■ **THE PROBLEM**:
For the entries below, the result should be an exact transcription of the lines from the one with "fn load_manifest_optional(cwd: &Path)" up to and including the one with "repository a8706e775439f837", and only those.

■ **SUPPLIED RECORDS**:
//! TOML parsing, serialization, and discovery for environment descriptions.
//!
//! A declared build environment is stored as a `<name>.env.toml` file in the
//! `platforms/` directory of a project. This module loads, writes, and
//! discovers these files; validation is [`crate::collect`]'s job.

use std::path::{Path, PathBuf};

use crate::collect::{collect, RawEnvironment};
use crate::error::{FactsError, Result};
use crate::facts::PlatformFacts;

/// File suffix of environment descriptions.
pub const ENV_FILE_SUFFIX: &str = ".env.toml";

/// Load a raw environment from a `.env.toml` file.
pub fn load_environment_toml(path: &Path) -> Result<RawEnvironment> {
    if !path.exists() {
        return Err(FactsError::NotFound {
            path: path.to_path_buf(),
        });
    }
    let content = std::fs::read_to_string(path)?;
    parse_environment_toml(&content)
}

/// Load a `.env.toml` file and collect it into validated facts.
pub fn load_facts(path: &Path) -> Result<PlatformFacts> {
    let raw = load_environment_toml(path)?;
    Ok(collect(&raw)?)
}

/// Parse a raw environment from a TOML string.
pub fn parse_environment_toml(toml_str: &str) -> Result<RawEnvironment> {
    let raw: RawEnvironment = toml::from_str(toml_str)?;
    Ok(raw)
}

/// Serialize a raw environment to pretty TOML.
pub fn environment_to_toml(raw: &RawEnvironment) -> Result<String> {
    let toml_str = toml::to_string_pretty(raw)?;
    Ok(toml_str)
}

/// Generate a template `.env.toml` for the given host and target.
pub fn generate_template(host_family: &str, host_arch: &str, target_arch: &str) -> Result<String> {
    let raw = RawEnvironment::new(host_family, host_arch, target_arch);
    // Reject templates that would not collect.
    collect(&raw)?;
    environment_to_toml(&raw)
}

/// Discover all `.env.toml` files in a project's `platforms/` directory.
///
/// Returns a list of (name, file_path) pairs sorted by name.
pub fn discover_environments(project_dir: &Path) -> Result<Vec<(String, PathBuf)>> {
    let platforms_dir = project_dir.join("platforms");
    if !platforms_dir.is_dir() {
        return Ok(Vec::new());
    }

    let mut found = Vec::new();
    for entry in std::fs::read_dir(&platforms_dir)? {
        let path = entry?.path();
        let name = path
            .file_name()
            .and_then(|n| n.to_str())
            .and_then(|n| n.strip_suffix(ENV_FILE_SUFFIX))
            .map(str::to_string);
        if let Some(name) = name {
            found.push((name, path));
        }
    }
    found.sort_by(|a, b| a.0.cmp(&b.0));
    Ok(found)
}
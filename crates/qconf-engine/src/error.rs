//! Error types for configuration derivation.

/// Errors raised while evaluating a rule table.
///
/// Valid facts never produce an error from a correct table; every variant
/// points at a defect in the rules themselves.
#[derive(Debug, Clone, PartialEq, Eq, thiserror::Error)]
pub enum DeriveError {
    /// Two rules produced flags that cannot coexist.
    #[error("internal inconsistency between rules [{}]: {detail}", rules.join(", "))]
    InternalInconsistency {
        /// Ids of the rules involved.
        rules: Vec<String>,
        /// What was contradictory.
        detail: String,
    },
}

/// Result type for derivation.
pub type Result<T> = std::result::Result<T, DeriveError>;
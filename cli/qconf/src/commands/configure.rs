//! `qconf configure` — write per-host and per-target headers.
//!
//! Layout under the output directory:
//! - `<family>-<arch>/config-host.h`
//! - `target-<arch>/config.h`

use std::path::{Path, PathBuf};

use anyhow::{Context, Result};
use qconf_engine::{ConfigurationSet, Engine};
use qconf_facts::{collect, PlatformFacts, RawEnvironment, TargetArch};

use crate::render::{host_header, target_header};

/// Header file name inside the host directory.
pub const HOST_HEADER: &str = "config-host.h";
/// Header file name inside each target directory.
pub const TARGET_HEADER: &str = "config.h";

/// Derive every requested target and write the headers.
///
/// `targets` empty means only the target in `raw`. Returns the written paths.
pub fn run(raw: &RawEnvironment, targets: &[String], out_dir: &Path) -> Result<Vec<PathBuf>> {
    let facts = collect(raw)?;

    let selected = if targets.is_empty() {
        vec![facts.clone()]
    } else {
        targets
            .iter()
            .map(|name| {
                let mut raw = raw.clone();
                raw.target_arch.clone_from(name);
                collect(&raw)
            })
            .collect::<Result<Vec<_>, _>>()?
    };

    let engine = Engine::standard();
    let derived = derive_all(&engine, &selected);

    let mut written = Vec::new();
    let host_dir = out_dir.join(facts.host_dir_name());
    // Host flags do not depend on the target, so any derived set will do.
    if let Some((_, set)) = derived.first() {
        written.push(write_header(&host_dir, HOST_HEADER, &host_header(set))?);
    }
    for (target_facts, set) in &derived {
        let dir = out_dir.join(target_facts.target_dir_name());
        written.push(write_header(&dir, TARGET_HEADER, &target_header(set, target_facts))?);
    }

    for path in &written {
        println!("  wrote {}", path.display());
    }
    Ok(written)
}

/// Names of every modelled target, for `--all-targets` without a manifest list.
pub fn all_target_names() -> Vec<String> {
    TargetArch::ALL.iter().map(|t| t.as_str().to_string()).collect()
}

/// Derive each facts value on its own thread.
fn derive_all(engine: &Engine, selected: &[PlatformFacts]) -> Vec<(PlatformFacts, ConfigurationSet)> {
    std::thread::scope(|s| {
        let handles: Vec<_> = selected
            .iter()
            .map(|facts| s.spawn(move || (facts.clone(), engine.derive(facts))))
            .collect();
        handles
            .into_iter()
            .map(|h| match h.join() {
                Ok(pair) => pair,
                Err(payload) => std::panic::resume_unwind(payload),
            })
            .collect()
    })
}

fn write_header(dir: &Path, file: &str, contents: &str) -> Result<PathBuf> {
    std::fs::create_dir_all(dir).with_context(|| format!("creating {}", dir.display()))?;
    let path = dir.join(file);
    std::fs::write(&path, contents).with_context(|| format!("writing {}", path.display()))?;
    log::debug!("wrote {} ({} bytes)", path.display(), contents.len());
    Ok(path)
}
//! qconf CLI — derive emulator build configuration headers.

mod commands;
mod detect;
mod manifest;
mod render;

use std::path::{Path, PathBuf};
use std::process;

use clap::{Parser, Subcommand};

use commands::PlatformArgs;
use manifest::QconfManifest;

#[derive(Parser)]
#[command(name = "qconf", version, about = "Emulator build configuration generator")]
struct Cli {
    #[command(subcommand)]
    command: Commands,
}

#[derive(Subcommand)]
enum Commands {
    /// Print the derived configuration for one host and target
    Derive {
        #[command(flatten)]
        platform: PlatformArgs,
        /// Output format (header, json)
        #[arg(long)]
        format: Option<String>,
    },
    /// Write config-host.h and target config.h headers
    Configure {
        #[command(flatten)]
        platform: PlatformArgs,
        /// Configure every target listed in qconf.toml (or every known target)
        #[arg(long)]
        all_targets: bool,
        /// Output directory (default: [output] dir in qconf.toml, or android/config)
        #[arg(long)]
        out: Option<PathBuf>,
    },
    /// Describe the build host as an environment file
    Host {
        /// Target to record in the description
        #[arg(long, default_value = "x86")]
        target: String,
    },
    /// List or create environment descriptions under platforms/
    Platforms {
        #[command(subcommand)]
        action: Option<PlatformsAction>,
    },
    /// List the derivation rules in evaluation order
    Rules,
}

#[derive(Subcommand)]
enum PlatformsAction {
    /// List descriptions and whether each one is valid (default)
    List,
    /// Write a new description file
    New {
        /// Description name (file stem under platforms/)
        name: String,
        /// Host OS (e.g., linux, darwin, windows)
        #[arg(long)]
        host_os: String,
        /// Host CPU (e.g., x86_64, ppc64, aarch64)
        #[arg(long)]
        host_arch: String,
        /// Target CPU
        #[arg(long)]
        target: String,
    },
}

fn main() {
    env_logger::init();

    let cli = Cli::parse();

    let result = run(cli);
    if let Err(e) = result {
        eprintln!("error: {e:#}");
        process::exit(1);
    }
}

fn run(cli: Cli) -> anyhow::Result<()> {
    let cwd = std::env::current_dir()?;

    match cli.command {
        Commands::Derive { platform, format } => {
            let (manifest, project_dir) = load_manifest_optional(&cwd)?;
            let project_dir = project_dir.unwrap_or(cwd);
            let raw = platform.raw_environment(&project_dir, manifest.as_ref())?;
            commands::derive::run(&raw, format.as_deref())
        }

        Commands::Configure {
            mut platform,
            all_targets,
            out,
        } => {
            let (manifest, project_dir) = load_manifest_optional(&cwd)?;
            let project_dir = project_dir.unwrap_or(cwd);

            let targets = if all_targets {
                match manifest.as_ref().map(|m| m.target_list()) {
                    Some(list) if !list.is_empty() => list.to_vec(),
                    _ => commands::configure::all_target_names(),
                }
            } else {
                Vec::new()
            };
            // The list replaces the single target, so any entry of it will do.
            let has_default = manifest.as_ref().and_then(|m| m.default_target()).is_some();
            if platform.env.is_none() && platform.target.is_none() && !has_default {
                platform.target = targets.first().cloned();
            }

            let raw = platform.raw_environment(&project_dir, manifest.as_ref())?;

            let out_dir = match out {
                Some(dir) => dir,
                None => {
                    let rel = manifest
                        .as_ref()
                        .map(|m| m.output_dir())
                        .unwrap_or(manifest::DEFAULT_OUTPUT_DIR);
                    project_dir.join(rel)
                }
            };

            commands::configure::run(&raw, &targets, &out_dir).map(|_| ())
        }

        Commands::Host { target } => {
            let (os, arch) = detect::build_host();
            let raw = qconf_facts::RawEnvironment::new(os, arch, target);
            commands::host::run(&raw)
        }

        Commands::Platforms { action } => {
            let (_, project_dir) = load_manifest_optional(&cwd)?;
            let project_dir = project_dir.unwrap_or(cwd);
            match action.unwrap_or(PlatformsAction::List) {
                PlatformsAction::List => commands::platforms::list(&project_dir),
                PlatformsAction::New {
                    name,
                    host_os,
                    host_arch,
                    target,
                } => commands::platforms::new(&project_dir, &name, &host_os, &host_arch, &target)
                    .map(|_| ()),
            }
        }

        Commands::Rules => commands::rules::run(),
    }
}

/// Load `qconf.toml` from `cwd` or a parent, if there is one.
fn load_manifest_optional(cwd: &Path) -> anyhow::Result<(Option<QconfManifest>, Option<PathBuf>)> {
    match QconfManifest::find_and_load(cwd)? {
        Some((manifest, dir)) => Ok((Some(manifest), Some(dir))),
        None => Ok((None, None)),
    }
}
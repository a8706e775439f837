//! Normalization of raw platform identifiers into [`PlatformFacts`].

use serde::{Deserialize, Serialize};

use crate::error::CollectError;
use crate::facts::PlatformFacts;
use crate::host::{lookup_host_arch, ByteOrder, HostFamily, WordBits};
use crate::target::TargetArch;

/// Product version baked into this emulator line.
pub const DEFAULT_PRODUCT_VERSION: &str = "0.10.50";
/// Distribution label baked into this emulator line.
pub const DEFAULT_PRODUCT_LABEL: &str = "Android";
/// Default emulator data directory.
pub const DEFAULT_SHARE_DIR: &str = "/usr/local/share/qemu";

fn default_product_version() -> String {
    DEFAULT_PRODUCT_VERSION.to_string()
}

fn default_product_label() -> String {
    DEFAULT_PRODUCT_LABEL.to_string()
}

/// Platform identifiers as detected on, or declared for, a build host.
///
/// Nothing here has been checked yet; see [`collect`].
#[derive(Debug, Clone, PartialEq, Eq, Serialize, Deserialize)]
#[serde(rename_all = "kebab-case")]
pub struct RawEnvironment {
    /// Host kernel name (`uname -s`), e.g. "Linux".
    pub host_family: String,
    /// Host CPU name (`uname -m`), e.g. "x86_64".
    pub host_arch: String,
    /// Host pointer width override ("32" or "64").
    #[serde(default, skip_serializing_if = "Option::is_none")]
    pub host_word_bits: Option<String>,
    /// Host byte order override ("little" or "big").
    #[serde(default, skip_serializing_if = "Option::is_none")]
    pub host_byte_order: Option<String>,
    /// Guest CPU name, e.g. "i386".
    pub target_arch: String,
    #[serde(default = "default_product_version")]
    pub product_version: String,
    #[serde(default = "default_product_label")]
    pub product_label: String,
    /// Emulator data directory override.
    #[serde(default, skip_serializing_if = "Option::is_none")]
    pub share_dir: Option<String>,
}

impl RawEnvironment {
    /// A raw environment with the default product identity.
    pub fn new(
        host_family: impl Into<String>,
        host_arch: impl Into<String>,
        target_arch: impl Into<String>,
    ) -> Self {
        Self {
            host_family: host_family.into(),
            host_arch: host_arch.into(),
            host_word_bits: None,
            host_byte_order: None,
            target_arch: target_arch.into(),
            product_version: default_product_version(),
            product_label: default_product_label(),
            share_dir: None,
        }
    }
}

/// Turn raw identifiers into validated [`PlatformFacts`].
///
/// Fails with [`CollectError::InvalidPlatform`] naming the first field that
/// is unrecognized or contradicts the host CPU. Nothing is defaulted except
/// the optional word size and byte order, which follow from the host CPU.
pub fn collect(raw: &RawEnvironment) -> Result<PlatformFacts, CollectError> {
    let host_family = HostFamily::from_raw(&raw.host_family)
        .ok_or_else(|| CollectError::invalid("hostFamily", &raw.host_family))?;

    let profile = lookup_host_arch(&raw.host_arch)
        .ok_or_else(|| CollectError::invalid("hostArch", &raw.host_arch))?;

    let host_word_bits = match &raw.host_word_bits {
        Some(bits) => {
            let parsed = WordBits::from_raw(bits)
                .ok_or_else(|| CollectError::invalid("hostWordBits", bits))?;
            if parsed != profile.word_bits {
                return Err(CollectError::invalid("hostWordBits", bits));
            }
            parsed
        }
        None => profile.word_bits,
    };

    let host_byte_order = match &raw.host_byte_order {
        Some(order) => {
            let parsed = ByteOrder::from_raw(order)
                .ok_or_else(|| CollectError::invalid("hostByteOrder", order))?;
            if parsed != profile.byte_order {
                return Err(CollectError::invalid("hostByteOrder", order));
            }
            parsed
        }
        None => profile.byte_order,
    };

    let target_arch = TargetArch::from_raw(&raw.target_arch)
        .ok_or_else(|| CollectError::invalid("targetArch", &raw.target_arch))?;

    let product_version = semver::Version::parse(raw.product_version.trim())
        .map_err(|_| CollectError::invalid("productVersion", &raw.product_version))?;

    let product_label = raw.product_label.trim();
    if product_label.is_empty() {
        return Err(CollectError::invalid("productLabel", &raw.product_label));
    }

    let share_dir = match raw.share_dir.as_deref().map(str::trim) {
        Some("") => return Err(CollectError::invalid("shareDir", "")),
        Some(dir) => dir.to_string(),
        None => DEFAULT_SHARE_DIR.to_string(),
    };

    log::debug!(
        "collected host {}-{} ({} bit, {:?}), target {}",
        host_family,
        profile.arch,
        host_word_bits.bits(),
        host_byte_order,
        target_arch
    );

    Ok(PlatformFacts::new(
        host_family,
        profile.arch,
        host_word_bits,
        host_byte_order,
        target_arch,
        product_version,
        product_label.to_string(),
        share_dir,
    ))
}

■ **EXERCISE RESULT**:
fn load_manifest_optional(cwd: &Path) -> anyhow::Result<(Option<QconfManifest>, Option<PathBuf>)> {
    match QconfManifest::find_and_load(cwd)? {
        Some((manifest, dir)) => Ok((Some(manifest), Some(dir))),
        None => Ok((None, None)),
    }
}
repository a8706e775439f837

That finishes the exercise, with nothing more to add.